**Action item**
Using the data below, return every line that holds the word "through".

Stored data entries
-*-*-

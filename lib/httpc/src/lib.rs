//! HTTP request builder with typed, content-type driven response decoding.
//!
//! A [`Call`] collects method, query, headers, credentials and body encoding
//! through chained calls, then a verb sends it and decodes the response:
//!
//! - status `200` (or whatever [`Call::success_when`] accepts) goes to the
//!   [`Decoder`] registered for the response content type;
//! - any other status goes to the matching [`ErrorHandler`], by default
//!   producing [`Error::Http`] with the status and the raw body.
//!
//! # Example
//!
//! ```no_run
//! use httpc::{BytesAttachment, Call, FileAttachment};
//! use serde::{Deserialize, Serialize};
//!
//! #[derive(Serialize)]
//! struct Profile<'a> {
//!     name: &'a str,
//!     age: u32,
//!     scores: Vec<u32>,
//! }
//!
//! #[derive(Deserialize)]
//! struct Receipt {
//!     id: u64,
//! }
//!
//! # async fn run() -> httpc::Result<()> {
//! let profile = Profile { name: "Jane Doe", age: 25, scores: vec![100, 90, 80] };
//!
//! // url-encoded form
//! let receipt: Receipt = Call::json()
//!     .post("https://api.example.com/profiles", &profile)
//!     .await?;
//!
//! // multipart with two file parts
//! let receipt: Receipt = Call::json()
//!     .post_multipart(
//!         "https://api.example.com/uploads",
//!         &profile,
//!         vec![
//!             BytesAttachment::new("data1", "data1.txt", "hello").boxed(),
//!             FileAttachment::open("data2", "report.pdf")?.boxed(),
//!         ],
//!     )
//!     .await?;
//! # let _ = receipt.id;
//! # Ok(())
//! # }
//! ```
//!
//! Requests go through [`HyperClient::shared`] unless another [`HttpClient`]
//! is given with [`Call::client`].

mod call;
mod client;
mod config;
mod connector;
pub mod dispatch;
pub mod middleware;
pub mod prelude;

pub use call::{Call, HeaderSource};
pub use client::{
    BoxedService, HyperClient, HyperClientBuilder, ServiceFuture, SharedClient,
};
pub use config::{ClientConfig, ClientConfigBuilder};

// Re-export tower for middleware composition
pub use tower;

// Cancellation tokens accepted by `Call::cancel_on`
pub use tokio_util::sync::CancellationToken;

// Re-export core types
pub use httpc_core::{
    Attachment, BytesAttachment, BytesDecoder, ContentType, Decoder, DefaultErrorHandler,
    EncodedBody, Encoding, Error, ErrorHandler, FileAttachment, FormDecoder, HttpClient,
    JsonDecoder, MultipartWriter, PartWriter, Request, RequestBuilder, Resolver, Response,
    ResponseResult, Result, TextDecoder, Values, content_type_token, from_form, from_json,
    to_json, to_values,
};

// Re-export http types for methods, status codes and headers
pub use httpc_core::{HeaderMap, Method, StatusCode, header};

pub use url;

-*-*-

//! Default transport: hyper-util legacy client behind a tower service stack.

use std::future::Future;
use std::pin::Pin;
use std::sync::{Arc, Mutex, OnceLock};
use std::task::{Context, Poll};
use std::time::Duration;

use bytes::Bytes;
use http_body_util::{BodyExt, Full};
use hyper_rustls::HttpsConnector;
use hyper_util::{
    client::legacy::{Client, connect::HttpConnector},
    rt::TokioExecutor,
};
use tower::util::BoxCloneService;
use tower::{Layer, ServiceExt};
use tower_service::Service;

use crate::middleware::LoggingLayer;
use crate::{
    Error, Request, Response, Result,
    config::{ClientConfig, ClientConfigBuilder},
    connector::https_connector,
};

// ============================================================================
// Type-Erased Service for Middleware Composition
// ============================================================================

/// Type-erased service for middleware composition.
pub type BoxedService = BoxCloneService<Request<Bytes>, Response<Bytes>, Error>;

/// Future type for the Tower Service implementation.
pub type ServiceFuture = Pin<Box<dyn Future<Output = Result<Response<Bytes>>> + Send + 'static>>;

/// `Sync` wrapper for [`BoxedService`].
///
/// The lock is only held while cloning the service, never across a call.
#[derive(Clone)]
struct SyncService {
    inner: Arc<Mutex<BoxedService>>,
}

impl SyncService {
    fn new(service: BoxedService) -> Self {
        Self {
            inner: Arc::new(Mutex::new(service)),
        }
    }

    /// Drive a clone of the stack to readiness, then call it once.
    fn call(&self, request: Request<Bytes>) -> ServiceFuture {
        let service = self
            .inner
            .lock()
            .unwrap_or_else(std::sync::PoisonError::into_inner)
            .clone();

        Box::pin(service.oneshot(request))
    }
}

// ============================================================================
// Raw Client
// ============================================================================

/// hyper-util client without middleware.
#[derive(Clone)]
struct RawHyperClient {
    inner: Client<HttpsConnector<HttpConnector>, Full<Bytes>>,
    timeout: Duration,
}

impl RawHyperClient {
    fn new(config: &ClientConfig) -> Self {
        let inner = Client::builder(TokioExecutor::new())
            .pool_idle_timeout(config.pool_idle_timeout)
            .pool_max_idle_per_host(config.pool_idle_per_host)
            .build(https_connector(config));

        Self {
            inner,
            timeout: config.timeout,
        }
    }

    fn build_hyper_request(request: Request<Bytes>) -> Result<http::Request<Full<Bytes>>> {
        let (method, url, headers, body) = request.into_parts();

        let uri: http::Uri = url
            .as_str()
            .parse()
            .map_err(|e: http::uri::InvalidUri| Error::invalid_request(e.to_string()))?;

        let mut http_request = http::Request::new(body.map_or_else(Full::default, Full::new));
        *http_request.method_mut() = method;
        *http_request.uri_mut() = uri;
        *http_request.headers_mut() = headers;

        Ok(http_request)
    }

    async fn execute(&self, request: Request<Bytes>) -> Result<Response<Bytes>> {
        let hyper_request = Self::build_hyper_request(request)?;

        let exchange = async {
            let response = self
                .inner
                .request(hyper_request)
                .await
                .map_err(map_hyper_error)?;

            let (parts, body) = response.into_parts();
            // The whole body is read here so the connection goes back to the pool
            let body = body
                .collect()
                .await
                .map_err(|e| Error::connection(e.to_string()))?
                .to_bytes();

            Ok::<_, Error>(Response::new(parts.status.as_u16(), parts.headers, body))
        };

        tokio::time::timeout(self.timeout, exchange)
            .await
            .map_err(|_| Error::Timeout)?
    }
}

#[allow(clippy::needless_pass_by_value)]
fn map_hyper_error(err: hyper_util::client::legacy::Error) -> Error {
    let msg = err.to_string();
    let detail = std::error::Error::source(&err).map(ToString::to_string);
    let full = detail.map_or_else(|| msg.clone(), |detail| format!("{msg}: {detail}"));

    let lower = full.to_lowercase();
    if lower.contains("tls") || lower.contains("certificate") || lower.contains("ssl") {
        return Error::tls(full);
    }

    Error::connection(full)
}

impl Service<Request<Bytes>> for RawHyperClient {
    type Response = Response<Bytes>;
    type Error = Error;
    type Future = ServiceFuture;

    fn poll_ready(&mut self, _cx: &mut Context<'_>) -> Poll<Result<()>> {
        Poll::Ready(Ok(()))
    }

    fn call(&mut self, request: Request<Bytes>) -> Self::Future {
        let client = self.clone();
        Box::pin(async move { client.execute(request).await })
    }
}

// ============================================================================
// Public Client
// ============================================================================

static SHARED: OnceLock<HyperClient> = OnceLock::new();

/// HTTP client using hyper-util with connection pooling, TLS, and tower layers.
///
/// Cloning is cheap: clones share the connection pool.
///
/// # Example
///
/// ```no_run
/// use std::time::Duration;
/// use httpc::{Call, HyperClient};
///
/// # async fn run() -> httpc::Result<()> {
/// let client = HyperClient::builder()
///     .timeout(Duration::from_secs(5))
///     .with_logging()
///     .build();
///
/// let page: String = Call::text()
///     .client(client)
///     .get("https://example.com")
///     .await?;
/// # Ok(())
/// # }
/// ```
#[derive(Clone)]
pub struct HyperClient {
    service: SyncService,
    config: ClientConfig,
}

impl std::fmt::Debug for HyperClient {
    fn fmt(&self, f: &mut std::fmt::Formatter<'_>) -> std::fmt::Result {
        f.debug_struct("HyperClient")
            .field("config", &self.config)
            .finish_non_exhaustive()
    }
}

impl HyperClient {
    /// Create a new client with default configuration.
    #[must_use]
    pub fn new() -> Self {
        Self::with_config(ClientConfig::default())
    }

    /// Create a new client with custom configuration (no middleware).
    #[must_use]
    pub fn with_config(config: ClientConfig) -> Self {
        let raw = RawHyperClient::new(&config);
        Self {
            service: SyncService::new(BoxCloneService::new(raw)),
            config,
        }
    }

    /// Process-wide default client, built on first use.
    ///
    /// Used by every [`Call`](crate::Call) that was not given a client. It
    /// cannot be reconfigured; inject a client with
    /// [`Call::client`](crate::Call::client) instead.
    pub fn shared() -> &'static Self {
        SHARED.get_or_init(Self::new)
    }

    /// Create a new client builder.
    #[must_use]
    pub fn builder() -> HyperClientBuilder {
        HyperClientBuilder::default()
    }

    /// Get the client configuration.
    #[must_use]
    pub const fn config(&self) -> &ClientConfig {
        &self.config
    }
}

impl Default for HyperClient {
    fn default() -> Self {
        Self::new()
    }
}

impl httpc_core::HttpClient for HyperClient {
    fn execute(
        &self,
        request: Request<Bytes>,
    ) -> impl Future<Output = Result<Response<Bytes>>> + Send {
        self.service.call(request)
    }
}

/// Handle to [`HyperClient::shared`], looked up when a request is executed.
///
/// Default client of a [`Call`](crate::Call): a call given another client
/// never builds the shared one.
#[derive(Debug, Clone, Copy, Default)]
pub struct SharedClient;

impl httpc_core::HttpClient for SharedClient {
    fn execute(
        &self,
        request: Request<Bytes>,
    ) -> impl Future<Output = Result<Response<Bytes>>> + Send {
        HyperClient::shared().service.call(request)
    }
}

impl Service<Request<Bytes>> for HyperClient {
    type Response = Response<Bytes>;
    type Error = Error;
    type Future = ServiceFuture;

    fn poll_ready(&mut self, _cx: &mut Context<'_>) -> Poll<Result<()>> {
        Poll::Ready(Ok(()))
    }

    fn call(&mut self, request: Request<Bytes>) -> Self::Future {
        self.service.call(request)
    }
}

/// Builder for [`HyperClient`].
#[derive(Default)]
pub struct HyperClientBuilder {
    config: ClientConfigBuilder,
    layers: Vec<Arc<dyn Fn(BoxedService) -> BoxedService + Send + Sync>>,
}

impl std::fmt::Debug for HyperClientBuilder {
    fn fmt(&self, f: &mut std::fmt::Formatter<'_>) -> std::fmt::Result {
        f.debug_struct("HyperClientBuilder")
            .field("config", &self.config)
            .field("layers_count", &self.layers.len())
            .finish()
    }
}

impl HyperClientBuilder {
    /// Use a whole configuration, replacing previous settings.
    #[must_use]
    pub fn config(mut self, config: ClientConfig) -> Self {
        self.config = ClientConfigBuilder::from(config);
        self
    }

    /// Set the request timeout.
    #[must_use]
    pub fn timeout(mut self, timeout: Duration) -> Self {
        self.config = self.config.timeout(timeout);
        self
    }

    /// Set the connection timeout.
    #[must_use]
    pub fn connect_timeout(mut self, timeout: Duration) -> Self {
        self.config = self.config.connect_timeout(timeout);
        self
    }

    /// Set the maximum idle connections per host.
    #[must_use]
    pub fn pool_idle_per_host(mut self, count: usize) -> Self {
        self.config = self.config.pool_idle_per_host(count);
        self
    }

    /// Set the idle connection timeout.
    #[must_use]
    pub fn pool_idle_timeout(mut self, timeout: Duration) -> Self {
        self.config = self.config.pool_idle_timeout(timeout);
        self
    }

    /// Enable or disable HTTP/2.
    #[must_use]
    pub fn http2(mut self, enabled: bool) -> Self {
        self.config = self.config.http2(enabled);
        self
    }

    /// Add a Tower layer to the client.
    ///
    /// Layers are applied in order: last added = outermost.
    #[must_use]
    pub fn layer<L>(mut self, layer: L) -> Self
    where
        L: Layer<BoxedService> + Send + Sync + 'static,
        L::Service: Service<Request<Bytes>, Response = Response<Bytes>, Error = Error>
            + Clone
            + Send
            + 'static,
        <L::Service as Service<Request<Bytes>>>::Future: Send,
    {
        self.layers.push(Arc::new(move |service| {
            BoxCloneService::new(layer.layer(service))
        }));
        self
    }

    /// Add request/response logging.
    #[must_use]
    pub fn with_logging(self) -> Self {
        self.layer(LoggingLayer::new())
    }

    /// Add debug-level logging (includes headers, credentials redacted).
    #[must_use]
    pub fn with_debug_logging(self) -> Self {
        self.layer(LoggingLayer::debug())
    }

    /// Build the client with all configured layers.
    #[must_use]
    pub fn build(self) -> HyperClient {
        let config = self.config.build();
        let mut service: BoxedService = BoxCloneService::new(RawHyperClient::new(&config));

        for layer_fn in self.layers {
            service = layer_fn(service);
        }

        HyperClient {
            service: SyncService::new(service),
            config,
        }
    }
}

-*-*-

**Solved exercise**
//! through chained calls, then a verb sends it and decodes the response:
//! Requests go through [`HyperClient::shared`] unless another [`HttpClient`]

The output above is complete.